Accordingly, it would be advantageous to have a water purifier having a source of UV radiation that is sufficiently in close proximity to the container or conduit for the water but which is basically isolated from the water so that the problem of cleaning the quartz tube and the difficulties inherent with the removal and replacement of the source of UV radiation that is sealed within a water container are avoided.

In addition, it would be advantageous to have a small, compact water purifier, suitable for home use, that comprises a thin walled container for the water along with a position of the source of UV energy at a location that is in close proximity to the water and where the water itself is carried through the container in a thin stream so that the depth x of penetration for the UV radiation is very small and the dwell time reduced to the point that the water can simply pass through the water in a continuous flowing stream.

Thus, it would be advantage to utilize the aforementioned dimensions and materials to provide a water purifier that basically carries out a flash purification process that treats and sterilizes a continuous flowing stream of water.

SUMMARY OF THE INVENTION

Therefore, in accordance with the present invention, there is provided a water purifier that is basically constructed contrary to the conventional thinking as to the construction of water purifiers, that is, rather than try to enclose the source of the UV radiation in a quartz tube and then seal that tube within the container filed with water, the present apparatus constructs the water container of a thin walled material, such as quartz, so that the UV source can be separate and distinct from the water container and the UV source is not therefore sealed within the container or even located within that container. It should be noted that while quartz is a suitable material for the construction of the present water container, other materials can also be used providing such materials allow sufficient UV energy to pass through the walls of the water container to irradiate and purify the water.
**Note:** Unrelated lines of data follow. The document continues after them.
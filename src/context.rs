//! An `EventContext` is everything a link needs to resolve: the store to search and the registry that says which
//! keys to search it for.
//!
//! Contexts are passed explicitly to every constructor that needs one. For call sites where threading a context
//! through is impractical, a process-wide default can be installed with [`set_default_context()`] and picked up by
//! [`ParticleLink::with_default_context`](crate::link::ParticleLink::with_default_context). The default is read once,
//! when the link is constructed; replacing it later does not affect existing links.

use std::fmt::{Debug, Formatter};
use std::sync::{Arc, LazyLock, PoisonError, RwLock};

use crate::event::EventStore;
use crate::registry::{global_registry, EventCollectionRegistry};

/// The process-wide default context.
static DEFAULT_CONTEXT: LazyLock<RwLock<Option<EventContext>>> = LazyLock::new(RwLock::default);

/// A store handle plus the registry used to search it. Cloning is two reference count increments.
#[derive(Clone)]
pub struct EventContext {
    store: Arc<dyn EventStore>,
    registry: Arc<EventCollectionRegistry>,
}

impl EventContext {
    /// A context over `store` using the global registry.
    pub fn new(store: Arc<dyn EventStore>) -> Self {
        Self::with_registry(store, global_registry())
    }

    #[must_use]
    pub fn with_registry(
        store: Arc<dyn EventStore>,
        registry: Arc<EventCollectionRegistry>,
    ) -> Self {
        Self { store, registry }
    }

    #[must_use]
    pub fn store(&self) -> &dyn EventStore {
        self.store.as_ref()
    }

    #[must_use]
    pub fn registry(&self) -> &EventCollectionRegistry {
        &self.registry
    }

    /// Two contexts are the same if they share both the store and the registry.
    #[must_use]
    pub fn same_as(&self, other: &EventContext) -> bool {
        Arc::ptr_eq(&self.store, &other.store) && Arc::ptr_eq(&self.registry, &other.registry)
    }
}

impl Debug for EventContext {
    fn fmt(&self, f: &mut Formatter<'_>) -> std::fmt::Result {
        f.debug_struct("EventContext")
            .field("store_generation", &self.store.generation())
            .field("registry", &self.registry)
            .finish()
    }
}

/// Installs `context` as the process-wide default, replacing any previous default.
pub fn set_default_context(context: EventContext) {
    *DEFAULT_CONTEXT.write().unwrap_or_else(PoisonError::into_inner) = Some(context);
}

/// Removes the process-wide default. Links constructed afterwards with the default context never resolve.
pub fn clear_default_context() {
    *DEFAULT_CONTEXT.write().unwrap_or_else(PoisonError::into_inner) = None;
}

/// A copy of the process-wide default context, if one is installed.
#[must_use]
pub fn default_context() -> Option<EventContext> {
    DEFAULT_CONTEXT.read().unwrap_or_else(PoisonError::into_inner).clone()
}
Thus, the water flowing through the conduit or container is unimpeded and smooth and the source of UV radiation, i.e. the lamp, can easily be removed for cleaning or replacement without any need to break a water seal or do any substantial act of disassembly of the water purifier and thus, the water purifyer does not need to be out of service for any considerable length of time in carrying out the replacement of the UV source.

The water purifier of the present invention therefore comprises a thin walled chamber, preferably comprised of quartz, that has a water inlet and a water outlet. By use of a thin walled vessel, and the close proximity of the UV source to the flowing water, the process is basically a flash sterilization and no lengthy dwell time is required. Thus, the water can be sufficiently irradiated as it flows through the water container and is sterilized by the time that the water reaches the outlet. By thin walled, the thickness of the walls of the water container can be as small as a few thousandths (2-3) of an inch, such that a thin wall container is provided for enhanced efficiency.
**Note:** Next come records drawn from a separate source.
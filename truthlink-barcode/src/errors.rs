//!
//! We only have one error case, namely when a locator value cannot be represented in the 31 bits of the packed
//! locator word. Instances of `LocatorError` are constructed with the `LocatorError::from_*()` constructors in
//! `EventLocator::validated()`.
//!

use std::error::Error;
use std::fmt::{Debug, Display, Formatter};

use crate::VALUE_MASK;

#[derive(Copy, Clone, Eq, PartialEq, Hash, Debug)]
pub struct LocatorError {
    parameter_name: &'static str,
    value: u64,
    min: u64,
    max: u64,
}

impl Display for LocatorError {
    fn fmt(&self, f: &mut Formatter<'_>) -> std::fmt::Result {
        write!(
            f,
            "value {} provided for {} is outside valid range of {}..={}",
            self.value, self.parameter_name, self.min, self.max
        )
    }
}

impl Error for LocatorError {}

impl LocatorError {
    #[must_use]
    pub fn new(parameter_name: &'static str, value: u64, min: u64, max: u64) -> Self {
        Self {
            parameter_name,
            value,
            min,
            max,
        }
    }

    #[must_use]
    pub fn value(&self) -> u64 {
        self.value
    }

    // Convenience constructors. These should be kept in sync with the encoding in `locator.rs`.

    /// The all-ones position is the `UNDEFINED` word, so the largest real position is one less than the mask.
    #[must_use]
    pub fn from_position(value: u32) -> Self {
        Self {
            parameter_name: "Position",
            value: value as u64,
            min: 0,
            max: (VALUE_MASK - 1) as u64,
        }
    }

    #[must_use]
    pub fn from_event_number(value: u32) -> Self {
        Self {
            parameter_name: "EventNumber",
            value: value as u64,
            min: 0,
            max: VALUE_MASK as u64,
        }
    }
}

// Tested in `locator.rs`.
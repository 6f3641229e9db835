use chrono::Duration;
use jsonwebtoken::{decode, encode, DecodingKey, EncodingKey, Header, Validation};
use std::sync::Arc;
use tracing::{debug, instrument};

use super::types::AccessClaims;
use crate::shared::{AppError, Clock};

/// Session tokens expire a fixed 72 hours after issuance.
const TOKEN_TTL_HOURS: i64 = 72;

/// Configuration for session token operations.
///
/// The signing secret is loaded once at process start and passed in here;
/// nothing outside this module encodes or decodes tokens.
#[derive(Clone)]
pub struct TokenConfig {
    secret: String,
    clock: Arc<dyn Clock>,
}

impl TokenConfig {
    pub fn new(secret: String, clock: Arc<dyn Clock>) -> Self {
        Self { secret, clock }
    }

    /// Issues a signed token for the given user id with an absolute expiry.
    #[instrument(skip(self, user_id))]
    pub fn issue(&self, user_id: &str) -> Result<String, AppError> {
        let now = self.clock.now();
        let exp = (now + Duration::hours(TOKEN_TTL_HOURS)).timestamp() as usize;

        let claims = AccessClaims {
            sub: user_id.to_string(),
            exp,
            iat: now.timestamp() as usize,
        };

        encode(
            &Header::default(),
            &claims,
            &EncodingKey::from_secret(self.secret.as_ref()),
        )
        .map_err(|e| {
            debug!(error = %e, "Failed to encode session token");
            AppError::Store("failed to sign session token".to_string())
        })
    }

    /// Verifies signature and structure, then checks the absolute expiry
    /// against the injected clock. Every call re-checks the expiry; there is
    /// no sliding window and no grace period.
    #[instrument(skip(self, token))]
    pub fn verify(&self, token: &str) -> Result<String, AppError> {
        // The library's exp check reads the system clock; disable it so the
        // injected clock is the only time authority.
        let mut validation = Validation::default();
        validation.validate_exp = false;

        let data = decode::<AccessClaims>(
            token,
            &DecodingKey::from_secret(self.secret.as_ref()),
            &validation,
        )
        .map_err(|e| {
            debug!(error = %e, "Failed to decode session token");
            AppError::InvalidToken("Invalid session token".to_string())
        })?;

        let claims = data.claims;
        if self.clock.now().timestamp() >= claims.exp as i64 {
            debug!(user_id = %claims.sub, exp = claims.exp, "Session token expired");
            return Err(AppError::InvalidToken("Session token expired".to_string()));
        }

        Ok(claims.sub)
    }
}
As such, the present invention can be constructed as small, individual units that provide good performance and which are less costly to produce. Again, due to the close proximity of the UV source to the water container, and the thin walls of the container, the UV radiation can subject the thin depth x of the water to intense radiation and therefore is very efficient since the depth of the water that the UV radiation has to penetrate is very small and the irradiation is efficient and complete as that water passes continually flowing steadily through the container.
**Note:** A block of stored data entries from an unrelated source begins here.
#[async_trait]
impl StoryRepository for PostgresStoryRepository {
    #[instrument(skip(self, story))]
    async fn insert(&self, story: &StoryModel) -> Result<(), AppError> {
        debug!(story_id = %story.id, owner_id = %story.owner_id, "Creating story in database");

        sqlx::query(
            "INSERT INTO travel_stories (id, owner_id, title, story, visited_location, image_url, visited_date, created_on, is_favourite) \
             VALUES ($1, $2, $3, $4, $5, $6, $7, $8, $9)",
        )
        .bind(&story.id)
        .bind(&story.owner_id)
        .bind(&story.title)
        .bind(&story.story)
        .bind(&story.visited_location)
        .bind(&story.image_url)
        .bind(story.visited_date)
        .bind(story.created_on)
        .bind(story.is_favourite)
        .execute(&self.pool)
        .await
        .map_err(store_error)?;

        Ok(())
    }

    #[instrument(skip(self))]
    async fn list_by_owner(&self, owner_id: &str) -> Result<Vec<StoryModel>, AppError> {
        let rows = sqlx::query(&format!(
            "SELECT {STORY_COLUMNS} FROM travel_stories WHERE owner_id = $1 \
             ORDER BY is_favourite DESC, created_on, id"
        ))
        .bind(owner_id)
        .fetch_all(&self.pool)
        .await
        .map_err(store_error)?;

        Ok(rows.iter().map(story_from_row).collect())
    }

    #[instrument(skip(self))]
    async fn filter_by_date_range(
        &self,
        owner_id: &str,
        start: DateTime<Utc>,
        end: DateTime<Utc>,
    ) -> Result<Vec<StoryModel>, AppError> {
        let rows = sqlx::query(&format!(
            "SELECT {STORY_COLUMNS} FROM travel_stories \
             WHERE owner_id = $1 AND visited_date BETWEEN $2 AND $3 \
             ORDER BY is_favourite DESC, created_on, id"
        ))
        .bind(owner_id)
        .bind(start)
        .bind(end)
        .fetch_all(&self.pool)
        .await
        .map_err(store_error)?;

        Ok(rows.iter().map(story_from_row).collect())
    }

    #[instrument(skip(self))]
    async fn find_by_owner(
        &self,
        owner_id: &str,
        story_id: &str,
    ) -> Result<Option<StoryModel>, AppError> {
        let row = sqlx::query(&format!(
            "SELECT {STORY_COLUMNS} FROM travel_stories WHERE id = $1 AND owner_id = $2"
        ))
        .bind(story_id)
        .bind(owner_id)
        .fetch_optional(&self.pool)
        .await
        .map_err(store_error)?;

        Ok(row.as_ref().map(story_from_row))
    }

    #[instrument(skip(self, story))]
    async fn update(&self, story: &StoryModel) -> Result<(), AppError> {
        debug!(story_id = %story.id, "Updating story in database");

        let result = sqlx::query(
            "UPDATE travel_stories \
             SET title = $3, story = $4, visited_location = $5, image_url = $6, \
                 visited_date = $7, is_favourite = $8 \
             WHERE id = $1 AND owner_id = $2",
        )
        .bind(&story.id)
        .bind(&story.owner_id)
        .bind(&story.title)
        .bind(&story.story)
        .bind(&story.visited_location)
        .bind(&story.image_url)
        .bind(story.visited_date)
        .bind(story.is_favourite)
        .execute(&self.pool)
        .await
        .map_err(store_error)?;

        if result.rows_affected() == 0 {
            warn!(story_id = %story.id, "Story not found for update");
            return Err(AppError::NotFound("Travel story not found".to_string()));
        }

        Ok(())
    }

    #[instrument(skip(self))]
    async fn set_favourite(
        &self,
        owner_id: &str,
        story_id: &str,
        is_favourite: bool,
    ) -> Result<StoryModel, AppError> {
        // Single statement so the flag flip is atomic with the read-back.
        let row = sqlx::query(&format!(
            "UPDATE travel_stories SET is_favourite = $3 \
             WHERE id = $1 AND owner_id = $2 RETURNING {STORY_COLUMNS}"
        ))
        .bind(story_id)
        .bind(owner_id)
        .bind(is_favourite)
        .fetch_optional(&self.pool)
        .await
        .map_err(store_error)?;

        match row {
            Some(row) => Ok(story_from_row(&row)),
            None => {
                warn!(story_id = %story_id, "Story not found for favourite update");
                Err(AppError::NotFound("Travel story not found".to_string()))
            }
        }
    }

    #[instrument(skip(self))]
    async fn delete(&self, owner_id: &str, story_id: &str) -> Result<(), AppError> {
        debug!(story_id = %story_id, "Deleting story from database");

        let result = sqlx::query("DELETE FROM travel_stories WHERE id = $1 AND owner_id = $2")
            .bind(story_id)
            .bind(owner_id)
            .execute(&self.pool)
            .await
            .map_err(store_error)?;

        if result.rows_affected() == 0 {
            warn!(story_id = %story_id, "Story not found for deletion");
            return Err(AppError::NotFound("Travel story not found".to_string()));
        }

        Ok(())
    }
}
In the preferred embodiment, the water container is formed in a annular configuration having an opening passing through the central elongated axis of the configuration and the container has an outer diameter and an inner diameter of predetermined dimensions that allow a water passageway through the annular container to be relatively thin. Thus, it is preferred that the difference in the outer diameter and the inner diameter be very small, such that the thickness of the water container, or depth of the water x that is to be irradiated, is about one sixteenth to one half inch. The source of the UV radiation, therefore can fit snugly within the inner diameter such that the source can provide a uniform and intense irradiation to the water passing through the annular container and yet be easily removed for replacement of the UV source.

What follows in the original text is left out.